# PROBLEM TO SOLVE
Each line below that contains "RadarResponse" should be counted. Give only the total.
********
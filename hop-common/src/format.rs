//! Response formatting over looked-up records
//!
//! The formatters are tolerant of loosely-shaped records: malformed
//! breakdown entries are dropped, missing numeric fields default to zero,
//! and metadata passes through only when it is a JSON object.

use std::collections::BTreeMap;

use serde::Serialize;
use serde_json::{Map, Value};

use crate::axes;
use crate::error::{Error, Result};
use crate::index::RecordIndex;
use crate::normalize::CanonicalKey;

/// One projected interference breakdown entry
#[derive(Debug, Clone, PartialEq, Serialize)]
pub struct BreakdownEntry {
    pub axis: Option<String>,
    pub label: Option<String>,
    pub contribution: Option<f64>,
    pub interference: Option<f64>,
}

/// Interference score payload for a normalized objective combination
#[derive(Debug, Serialize)]
pub struct InterferenceResponse {
    pub objectives: Vec<String>,
    pub score: f64,
    pub score_base: f64,
    pub breakdown: Vec<BreakdownEntry>,
    pub redundancy_flags: Vec<String>,
}

/// Radar payload: parallel labels/values arrays in fixed axis order plus
/// the axes map
#[derive(Debug, Serialize)]
pub struct RadarResponse {
    pub objectives: Vec<String>,
    pub labels: Vec<String>,
    pub values: Vec<f64>,
    pub axes: BTreeMap<&'static str, f64>,
    pub meta: Map<String, Value>,
}

/// Minimal physiology payload, without the presentation arrays
#[derive(Debug, Serialize)]
pub struct PhysiologyResponse {
    pub objectives: Vec<String>,
    pub axes: BTreeMap<&'static str, f64>,
    pub meta: Map<String, Value>,
}

/// Shape an interference record into the stable response schema.
///
/// The empty key is the "no selection" case: a zero-valued payload, no
/// lookup attempted. A missing record is [`Error::RecordNotFound`].
pub fn format_interference(
    index: &RecordIndex,
    key: &CanonicalKey,
) -> Result<InterferenceResponse> {
    if key.is_empty() {
        return Ok(InterferenceResponse {
            objectives: Vec::new(),
            score: 0.0,
            score_base: 0.0,
            breakdown: Vec::new(),
            redundancy_flags: Vec::new(),
        });
    }

    let record = index.get(key).ok_or_else(|| Error::RecordNotFound {
        kind: index.kind(),
        objectives: key.to_vec(),
    })?;

    Ok(InterferenceResponse {
        objectives: key.to_vec(),
        score: number_field(record, "score"),
        score_base: number_field(record, "score_base"),
        breakdown: project_breakdown(record),
        redundancy_flags: redundancy_flags(record),
    })
}

/// Shape a physiology record into the radar response.
///
/// All five axes always appear, in fixed order, defaulting to 0.0 when the
/// record omits one.
pub fn format_radar(index: &RecordIndex, key: &CanonicalKey) -> Result<RadarResponse> {
    if key.is_empty() {
        return Ok(RadarResponse {
            objectives: Vec::new(),
            labels: axes::labels(),
            values: vec![0.0; axes::AXES.len()],
            axes: axes::AXES.iter().map(|axis| (axis.id, 0.0)).collect(),
            meta: Map::new(),
        });
    }

    let record = index.get(key).ok_or_else(|| Error::RecordNotFound {
        kind: index.kind(),
        objectives: key.to_vec(),
    })?;

    let values: Vec<f64> = axes::AXES
        .iter()
        .map(|axis| {
            record
                .get("axes")
                .and_then(|payload| payload.get(axis.id))
                .and_then(Value::as_f64)
                .unwrap_or(0.0)
        })
        .collect();
    let axes_map: BTreeMap<&'static str, f64> = axes::AXES
        .iter()
        .zip(values.iter())
        .map(|(axis, value)| (axis.id, *value))
        .collect();

    Ok(RadarResponse {
        objectives: key.to_vec(),
        labels: axes::labels(),
        values,
        axes: axes_map,
        meta: object_field(record, "meta"),
    })
}

/// The minimal physiology shape, projected from the radar formatting so
/// both transports share one policy.
pub fn format_physiology(index: &RecordIndex, key: &CanonicalKey) -> Result<PhysiologyResponse> {
    let radar = format_radar(index, key)?;
    Ok(PhysiologyResponse {
        objectives: radar.objectives,
        axes: radar.axes,
        meta: radar.meta,
    })
}

/// Non-object breakdown items are dropped rather than surfaced.
fn project_breakdown(record: &Value) -> Vec<BreakdownEntry> {
    record
        .get("breakdown")
        .and_then(Value::as_array)
        .map(|items| {
            items
                .iter()
                .filter(|item| item.is_object())
                .map(|item| BreakdownEntry {
                    axis: string_field(item, "axis"),
                    label: string_field(item, "label"),
                    contribution: item.get("contribution").and_then(Value::as_f64),
                    interference: item.get("interference").and_then(Value::as_f64),
                })
                .collect()
        })
        .unwrap_or_default()
}

/// Redundancy flags live under `triple.flags`; anything that is not a list
/// collapses to empty, and non-string elements are dropped.
fn redundancy_flags(record: &Value) -> Vec<String> {
    record
        .get("triple")
        .and_then(|triple| triple.get("flags"))
        .and_then(Value::as_array)
        .map(|flags| {
            flags
                .iter()
                .filter_map(Value::as_str)
                .map(str::to_string)
                .collect()
        })
        .unwrap_or_default()
}

fn number_field(record: &Value, field: &str) -> f64 {
    record.get(field).and_then(Value::as_f64).unwrap_or(0.0)
}

fn string_field(item: &Value, field: &str) -> Option<String> {
    item.get(field).and_then(Value::as_str).map(str::to_string)
}

fn object_field(record: &Value, field: &str) -> Map<String, Value> {
    record
        .get(field)
        .and_then(Value::as_object)
        .cloned()
        .unwrap_or_default()
}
********
# FINISHED EXERCISE
4